Jemand schlug Mike ins Gesicht: so leicht, daß es nicht weh tat, aber auch so hartnäckig und gleichmäßig, daß es ihm unmöglich war, das zu tun, was er am liebsten getan hätte - nämlich weiterzuschlafen. Widerwillig hob Mike das linke Augenlid, sah ein dunkles, von schwarzem Haar umrahmtes Gesicht über sich und schloß das Auge sofort wieder.

»Lßmchnruhe«, nuschelte er. Singh jedoch schlug Mike weiter geduldig abwechselnd auf die rechte und die linke Wange, bis dieser endlich die Augen öffnete und seine Hand festhielt.

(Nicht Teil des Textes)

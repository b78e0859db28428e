use std::fmt;

use serde::Serialize;

use crate::error::AnalysisError;
use crate::stats::display2;

// ---------------------------------------------------------------------------
// PolynomialDegree
// ---------------------------------------------------------------------------

/// Degree of a fitted polynomial. Only linear, quadratic and cubic fits are
/// supported.
#[derive(Debug, Clone, Copy, PartialEq, Eq, PartialOrd, Ord, Hash, Serialize)]
#[serde(into = "u8")]
pub enum PolynomialDegree {
    Linear,
    Quadratic,
    Cubic,
}

impl PolynomialDegree {
    pub const ALL: [PolynomialDegree; 3] = [
        PolynomialDegree::Linear,
        PolynomialDegree::Quadratic,
        PolynomialDegree::Cubic,
    ];

    pub fn as_u8(self) -> u8 {
        match self {
            PolynomialDegree::Linear => 1,
            PolynomialDegree::Quadratic => 2,
            PolynomialDegree::Cubic => 3,
        }
    }

    /// Number of coefficients, `degree + 1`. Also the minimum number of
    /// points a fit needs.
    pub fn n_coeffs(self) -> usize {
        self.as_u8() as usize + 1
    }

    pub fn name(self) -> &'static str {
        match self {
            PolynomialDegree::Linear => "Linear",
            PolynomialDegree::Quadratic => "Quadratic",
            PolynomialDegree::Cubic => "Cubic",
        }
    }
}

impl TryFrom<u8> for PolynomialDegree {
    type Error = AnalysisError;

    fn try_from(value: u8) -> Result<Self, Self::Error> {
        match value {
            1 => Ok(PolynomialDegree::Linear),
            2 => Ok(PolynomialDegree::Quadratic),
            3 => Ok(PolynomialDegree::Cubic),
            other => Err(AnalysisError::InvalidDegree(other)),
        }
    }
}

impl From<PolynomialDegree> for u8 {
    fn from(degree: PolynomialDegree) -> u8 {
        degree.as_u8()
    }
}

// ---------------------------------------------------------------------------
// RegressionResult
// ---------------------------------------------------------------------------

/// How the coefficients of a [`RegressionResult`] were obtained.
#[derive(Debug, Clone, Copy, PartialEq, Eq, Serialize)]
#[serde(rename_all = "snake_case")]
pub enum FitMethod {
    /// Least-squares polynomial fit.
    LeastSquares,
    /// Linear fit over a single repeated x-value: the slope is that x-value
    /// and the intercept is zero. Not a least-squares line.
    DegenerateVertical,
}

/// Coefficients of a fitted polynomial, highest power first:
/// `[a, b, c, d]` is `a·x³ + b·x² + c·x + d`.
#[derive(Debug, Clone, PartialEq, Serialize)]
pub struct RegressionResult {
    pub degree: PolynomialDegree,
    pub coefficients: Vec<f64>,
    pub method: FitMethod,
}

impl RegressionResult {
    /// Evaluate the polynomial at `x` (Horner's scheme).
    pub fn predict(&self, x: f64) -> f64 {
        self.coefficients.iter().fold(0.0, |acc, c| acc * x + c)
    }

    /// Sum of squared residuals over the given points.
    pub fn sum_squared_residuals(&self, x: &[f64], y: &[f64]) -> f64 {
        x.iter()
            .zip(y)
            .map(|(&xi, &yi)| {
                let r = yi - self.predict(xi);
                r * r
            })
            .sum()
    }
}

/// Renders `Y = a * X^2 + b * X + c` with 2-decimal coefficients.
impl fmt::Display for RegressionResult {
    fn fmt(&self, f: &mut fmt::Formatter<'_>) -> fmt::Result {
        write!(f, "Y =")?;
        let top = self.coefficients.len().saturating_sub(1);
        for (i, &c) in self.coefficients.iter().enumerate() {
            let c = display2(c);
            if i > 0 {
                write!(f, " +")?;
            }
            match top - i {
                0 => write!(f, " {c:.2}")?,
                1 => write!(f, " {c:.2} * X")?,
                power => write!(f, " {c:.2} * X^{power}")?,
            }
        }
        Ok(())
    }
}
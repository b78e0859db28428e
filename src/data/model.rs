use serde::Serialize;

use crate::error::{AnalysisError, Result};

// ---------------------------------------------------------------------------
// Dataset – two labelled, equal-length numeric columns
// ---------------------------------------------------------------------------

/// A validated two-column table: the independent variable `x` and the
/// dependent variable `y`, each with the label taken from the header row.
///
/// Fields are private so a `Dataset` can only exist once its invariants hold:
/// both columns have the same length and every value is finite.
#[derive(Debug, Clone, PartialEq, Serialize)]
pub struct Dataset {
    x_label: String,
    y_label: String,
    x: Vec<f64>,
    y: Vec<f64>,
}

impl Dataset {
    /// Build a dataset from already-parsed columns.
    pub fn new(
        x_label: impl Into<String>,
        y_label: impl Into<String>,
        x: Vec<f64>,
        y: Vec<f64>,
    ) -> Result<Self> {
        if x.len() != y.len() {
            return Err(AnalysisError::MismatchedLengths {
                x_len: x.len(),
                y_len: y.len(),
            });
        }

        let x_label = x_label.into();
        let y_label = y_label.into();
        for (label, column) in [(&x_label, &x), (&y_label, &y)] {
            if let Some((i, v)) = column.iter().enumerate().find(|(_, v)| !v.is_finite()) {
                return Err(AnalysisError::NonNumericValue {
                    // header is line 1
                    line: i as u64 + 2,
                    column: label.clone(),
                    value: v.to_string(),
                });
            }
        }

        Ok(Dataset {
            x_label,
            y_label,
            x,
            y,
        })
    }

    pub fn x_label(&self) -> &str {
        &self.x_label
    }

    pub fn y_label(&self) -> &str {
        &self.y_label
    }

    /// Independent variable values, in file order.
    pub fn x(&self) -> &[f64] {
        &self.x
    }

    /// Dependent variable values, in file order.
    pub fn y(&self) -> &[f64] {
        &self.y
    }

    /// Number of data rows.
    pub fn len(&self) -> usize {
        self.x.len()
    }

    /// Whether the table had a header but no data rows.
    pub fn is_empty(&self) -> bool {
        self.x.is_empty()
    }
}

#[cfg(test)]
mod tests {
    use super::*;

    #[test]
    fn rejects_unequal_columns() {
        let err = Dataset::new("a", "b", vec![1.0, 2.0], vec![1.0]).unwrap_err();
        assert!(matches!(
            err,
            AnalysisError::MismatchedLengths { x_len: 2, y_len: 1 }
        ));
    }

    #[test]
    fn rejects_non_finite_values() {
        let err = Dataset::new("a", "b", vec![1.0, 2.0], vec![1.0, f64::NAN]).unwrap_err();
        match err {
            AnalysisError::NonNumericValue { line, column, .. } => {
                assert_eq!(line, 3);
                assert_eq!(column, "b");
            }
            other => panic!("unexpected error: {other:?}"),
        }
    }

    #[test]
    fn empty_dataset_is_allowed() {
        let ds = Dataset::new("a", "b", vec![], vec![]).unwrap();
        assert!(ds.is_empty());
        assert_eq!(ds.len(), 0);
    }
}
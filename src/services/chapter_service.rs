// src/services/chapter_service.rs
use std::sync::Arc;

use crate::domain::chapter::{invariants::validate_chapter_title, validate_chapter, Chapter};
use crate::error::{AppError, AppResult};
use crate::events::{ChapterCreated, ChapterDeleted, ChapterPublished, EventBus};
use crate::integrations::api::{ChapterBody, StoryhubApi};
use crate::repositories::ChapterRepository;

#[derive(Debug, Clone)]
pub struct CreateChapterRequest {
    pub story_id: i64,
    pub title: Option<String>,
    pub content: String,
}

#[derive(Debug, Clone)]
pub struct UpdateChapterRequest {
    pub chapter_id: i64,
    pub title: Option<Option<String>>,
    pub content: Option<String>,
}

pub struct ChapterService {
    api: Arc<dyn StoryhubApi>,
    chapter_repo: Arc<dyn ChapterRepository>,
    event_bus: Arc<EventBus>,
}

impl ChapterService {
    pub fn new(
        api: Arc<dyn StoryhubApi>,
        chapter_repo: Arc<dyn ChapterRepository>,
        event_bus: Arc<EventBus>,
    ) -> Self {
        Self {
            api,
            chapter_repo,
            event_bus,
        }
    }

    /// Remote first, cached row as fallback, error when neither answers.
    pub async fn get_chapter(&self, chapter_id: i64) -> AppResult<Chapter> {
        match self.api.get_chapter(chapter_id).await {
            Ok(payload) => {
                let chapter = payload.into_chapter()?;
                self.chapter_repo.mirror_remote(&chapter)?;
                Ok(chapter)
            }
            Err(e) if e.is_remote() => {
                log::warn!("chapter {} fetch failed, trying cache: {}", chapter_id, e);
                self.chapter_repo.get_by_id(chapter_id)?.ok_or(e)
            }
            Err(e) => Err(e),
        }
    }

    /// Chapter list for a story's table of contents.
    /// List payloads carry no body text; cached bodies survive the mirror.
    pub async fn list_chapters(&self, story_id: i64) -> AppResult<Vec<Chapter>> {
        match self.api.list_chapters(story_id).await {
            Ok(payloads) => {
                for payload in payloads {
                    let summary = payload.into_chapter()?;
                    self.chapter_repo.mirror_summary(&summary)?;
                }
                Ok(self.chapter_repo.list_by_story(story_id)?)
            }
            Err(e) if e.is_remote() => {
                log::warn!(
                    "chapter list for story {} unavailable, serving cache: {}",
                    story_id,
                    e
                );
                let cached = self.chapter_repo.list_by_story(story_id)?;
                if cached.is_empty() {
                    Err(e)
                } else {
                    Ok(cached)
                }
            }
            Err(e) => Err(e),
        }
    }

    /// New chapters always start as drafts.
    pub async fn create_chapter(&self, request: CreateChapterRequest) -> AppResult<Chapter> {
        if let Some(title) = &request.title {
            validate_chapter_title(title).map_err(AppError::Domain)?;
        }

        let payload = self
            .api
            .create_chapter(ChapterBody {
                story_id: Some(request.story_id),
                title: request.title,
                content: request.content,
            })
            .await?;

        let chapter = payload.into_chapter()?;
        validate_chapter(&chapter).map_err(AppError::Domain)?;
        self.chapter_repo.mirror_remote(&chapter)?;

        self.event_bus.emit(ChapterCreated::new(
            chapter.id,
            chapter.story_id,
            chapter.number,
        ));

        Ok(chapter)
    }

    pub async fn update_chapter(&self, request: UpdateChapterRequest) -> AppResult<Chapter> {
        let mut chapter = self.get_chapter(request.chapter_id).await?;

        chapter.update_content(request.title, request.content);
        validate_chapter(&chapter).map_err(AppError::Domain)?;

        let payload = self
            .api
            .update_chapter(
                chapter.id,
                ChapterBody {
                    story_id: None,
                    title: chapter.title.clone(),
                    content: chapter.content.clone(),
                },
            )
            .await?;

        let updated = payload.into_chapter()?;
        self.chapter_repo.mirror_remote(&updated)?;

        Ok(updated)
    }

    /// Draft → published. The domain transition runs first so a blank
    /// draft never reaches the network.
    pub async fn publish_chapter(&self, chapter_id: i64) -> AppResult<Chapter> {
        let mut chapter = self.get_chapter(chapter_id).await?;
        chapter.publish().map_err(AppError::Domain)?;

        let payload = self.api.publish_chapter(chapter_id).await?;
        let published = payload.into_chapter()?;
        self.chapter_repo.mirror_remote(&published)?;

        self.event_bus.emit(ChapterPublished::new(
            published.id,
            published.story_id,
            published.number,
        ));

        Ok(published)
    }

    pub async fn delete_chapter(&self, chapter_id: i64) -> AppResult<()> {
        let chapter = self.get_chapter(chapter_id).await?;

        self.api.delete_chapter(chapter_id).await?;

        match self.chapter_repo.delete(chapter_id) {
            Ok(()) | Err(AppError::NotFound) => {}
            Err(e) => return Err(e),
        }

        self.event_bus.emit(ChapterDeleted::new(
            chapter.id,
            chapter.story_id,
            chapter.is_published(),
        ));

        Ok(())
    }
}
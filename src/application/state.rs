// src/application/state.rs

use std::sync::Arc;

use crate::events::EventBus;
use crate::services::{
    ChapterService, ExploreService, LibraryService, ProfileService, ReadingService, SearchService,
    StoryService, UserService,
};

/// The bundle of service handles a UI shell owns.
/// All fields are Arc-wrapped for thread-safe sharing across screens.
/// Services are initialized in main.rs and passed here.
pub struct AppState {
    pub event_bus: Arc<EventBus>,
    pub explore_service: Arc<ExploreService>,
    pub search_service: Arc<SearchService>,
    pub story_service: Arc<StoryService>,
    pub chapter_service: Arc<ChapterService>,
    pub library_service: Arc<LibraryService>,
    pub profile_service: Arc<ProfileService>,
    pub user_service: Arc<UserService>,
    pub reading_service: Arc<ReadingService>,
}
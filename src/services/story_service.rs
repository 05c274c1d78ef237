// src/services/story_service.rs
use std::sync::Arc;

use crate::config::ConfigStore;
use crate::domain::story::{
    validate_description, validate_story, validate_tags, validate_title, Story, StoryStatus,
};
use crate::error::{AppError, AppResult};
use crate::events::{EventBus, StoryCreated, StoryDeleted, StoryUpdated};
use crate::integrations::api::{StoryBody, StoryhubApi};
use crate::repositories::StoryRepository;

#[derive(Debug, Clone)]
pub struct CreateStoryRequest {
    pub title: String,
    pub description: String,
    pub cover_url: Option<String>,
    pub tags: Vec<String>,
}

#[derive(Debug, Clone)]
pub struct UpdateStoryRequest {
    pub story_id: i64,
    pub title: Option<String>,
    pub description: Option<String>,
    pub cover_url: Option<Option<String>>,
    pub tags: Option<Vec<String>>,
    pub status: Option<StoryStatus>,
}

pub struct StoryService {
    api: Arc<dyn StoryhubApi>,
    story_repo: Arc<dyn StoryRepository>,
    config: Arc<ConfigStore>,
    event_bus: Arc<EventBus>,
}

impl StoryService {
    pub fn new(
        api: Arc<dyn StoryhubApi>,
        story_repo: Arc<dyn StoryRepository>,
        config: Arc<ConfigStore>,
        event_bus: Arc<EventBus>,
    ) -> Self {
        Self {
            api,
            story_repo,
            config,
            event_bus,
        }
    }

    /// Remote first, cached row as fallback, error when neither answers.
    pub async fn get_story(&self, story_id: i64) -> AppResult<Story> {
        match self.api.get_story(story_id).await {
            Ok(payload) => {
                let story = payload.into_story()?;
                self.story_repo.mirror_remote(&story)?;
                self.story_repo
                    .get_by_id(story_id)?
                    .ok_or(AppError::NotFound)
            }
            Err(e) if e.is_remote() => {
                log::warn!("story {} fetch failed, trying cache: {}", story_id, e);
                self.story_repo.get_by_id(story_id)?.ok_or(e)
            }
            Err(e) => Err(e),
        }
    }

    pub async fn create_story(&self, request: CreateStoryRequest) -> AppResult<Story> {
        validate_title(&request.title).map_err(AppError::Domain)?;
        validate_description(&request.description).map_err(AppError::Domain)?;
        validate_tags(&request.tags).map_err(AppError::Domain)?;

        let payload = self
            .api
            .create_story(StoryBody {
                title: request.title,
                description: request.description,
                cover_url: request.cover_url,
                tags: request.tags,
                status: None,
            })
            .await?;

        let story = payload.into_story()?;
        validate_story(&story).map_err(AppError::Domain)?;
        self.story_repo.mirror_remote(&story)?;

        self.event_bus
            .emit(StoryCreated::new(story.id, story.title.clone()));

        Ok(story)
    }

    pub async fn update_story(&self, request: UpdateStoryRequest) -> AppResult<Story> {
        let mut story = self.get_story(request.story_id).await?;

        story.update_metadata(
            request.title,
            request.description,
            request.cover_url,
            request.tags,
            request.status,
        );
        validate_story(&story).map_err(AppError::Domain)?;

        let payload = self
            .api
            .update_story(
                story.id,
                StoryBody {
                    title: story.title.clone(),
                    description: story.description.clone(),
                    cover_url: story.cover_url.clone(),
                    tags: story.tags.clone(),
                    status: Some(story.status.to_string()),
                },
            )
            .await?;

        let updated = payload.into_story()?;
        self.story_repo.mirror_remote(&updated)?;

        self.event_bus.emit(StoryUpdated::new(updated.id));

        self.story_repo
            .get_by_id(updated.id)?
            .ok_or(AppError::NotFound)
    }

    pub async fn delete_story(&self, story_id: i64) -> AppResult<()> {
        self.api.delete_story(story_id).await?;

        // The cache may never have seen the row
        match self.story_repo.delete(story_id) {
            Ok(()) | Err(AppError::NotFound) => {}
            Err(e) => return Err(e),
        }

        self.event_bus.emit(StoryDeleted::new(story_id));

        Ok(())
    }

    /// Stories authored by the signed-in user
    pub async fn my_stories(&self) -> AppResult<Vec<Story>> {
        let user_id = self
            .config
            .session_user_id()
            .ok_or(AppError::Unauthorized)?;

        match self.api.list_my_stories().await {
            Ok(payloads) => {
                let mut stories = Vec::with_capacity(payloads.len());
                for payload in payloads {
                    let story = payload.into_story()?;
                    self.story_repo.mirror_remote(&story)?;
                    if let Some(cached) = self.story_repo.get_by_id(story.id)? {
                        stories.push(cached);
                    }
                }
                Ok(stories)
            }
            Err(e) if e.is_remote() => {
                log::warn!("own story list unavailable, serving cache: {}", e);
                Ok(self.story_repo.list_by_author(user_id)?)
            }
            Err(e) => Err(e),
        }
    }
}
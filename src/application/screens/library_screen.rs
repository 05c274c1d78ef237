// src/application/screens/library_screen.rs

use std::sync::Arc;

use crate::application::dto::StoryDto;
use crate::application::resource::Resource;
use crate::services::LibraryService;

/// Library screen: the favorited stories with their reading progress.
pub struct LibraryScreen {
    library_service: Arc<LibraryService>,
    pub stories: Resource<Vec<StoryDto>>,
}

impl LibraryScreen {
    pub fn new(library_service: Arc<LibraryService>) -> Self {
        Self {
            library_service,
            stories: Resource::Loading,
        }
    }

    pub async fn on_open(&mut self) {
        self.load().await;
    }

    pub async fn on_refresh(&mut self) {
        self.load().await;
    }

    /// Remove a story straight from the library list.
    pub async fn on_favorite_toggled(&mut self, story_id: i64) {
        match self.library_service.toggle_favorite(story_id).await {
            Ok(_) => self.load().await,
            // The service reverted the local flag; the list stands
            Err(e) => log::warn!("favorite toggle for story {} failed: {}", story_id, e),
        }
    }

    async fn load(&mut self) {
        self.stories = Resource::Loading;
        let result = self.library_service.library().await;
        self.stories = Resource::from_result(
            result.map(|stories| stories.into_iter().map(StoryDto::from).collect()),
        );
    }
}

»Ich denke, du bist mein Leibwächter«, sagte er. »Wieso schlägst du dann auf mich ein, als würdest du dafür bezahlt?«

Es war eine der seltenen Gelegenheiten, bei denen tatsächlich ein Lächeln auf Singhs Zügen erschien. »Ihr müßt aufwachen, Herr«, sagte er.

»Wenn das so ist, warum versuchst du dann, mich wieder bewußtlos zu schlagen?« maulte Mike. Er wollte nicht aufwachen. Er hatte einen so spannenden Traum gehabt. Er hatte geträumt, daß die NAUTILUS das deutsche Kriegsschiff angegriffen hatte und dabei so schwer beschädigt worden war, daß -

Geträumt?

Mike setzte sich mit einem so plötzlichen Ruck auf, daß Singh erschrocken ein Stück zurückprallte. Es war kein Traum gewesen! Sie hatten die LEOPOLD angegriffen, und das Schiff war beschädigt worden. Zumindest war das letzte, woran er sich erinnern konnte, daß Trautman wohl gründlich die Kontrolle über die NAUTILUS verloren hatte und sich das Tauchboot auf dem Weg zum Meeresboden befand, fünf Meilen unter der Wasseroberfläche.

»Was ist passiert?« fragte er. »Wo sind wir?«

»Keine Sorge, Herr«, antwortete Singh. »Es ist alles in Ordnung. Niemand ist ernsthaft verletzt.«

»Das ist dein Standpunkt«, sagte eine wohlbekannte, nörgelnde Stimme hinter Mike, die ihn endgültig davon überzeugte, daß er nicht mehr träumte. Er drehte sich herum und sah in Bens Gesicht, der Singh unter einem frischen Stirnverband hervor zornig anfunkelte. »Bei Gelegenheit sollten wir uns über die genaue Bedeutung der Worte ›nicht ernsthaft verletzt‹ unterhalten. Ich habe mir fast den Schädel eingeschlagen.«

»Eben«, sagte André gelassen. »Es wurde kein besonders wertvoller Körperteil in Mitleidenschaft gezogen.« Ben warf ihm einen giftigen Blick zu, den André mit einem Grinsen quittierte - das allerdings wenig überzeugend ausfiel. Es lag wohl daran, daß er kaum einen besseren Anblick bot als der junge Engländer - und die anderen ebenfalls. Chris trug einige Heftpflaster auf der Stirn und einen Verband um das rechte Handgelenk. Andrés linkes Auge war dunkel unterlaufen und halb zugeschwollen, und Juans Wange zierte ein langer, erst halb verschorfter Kratzer. Es schien genauso zu sein, wie Singh behauptet hatte: Keiner von ihnen war ernsthaft verletzt, aber offensichtlich war auch niemand ohne Blessuren davongekommen.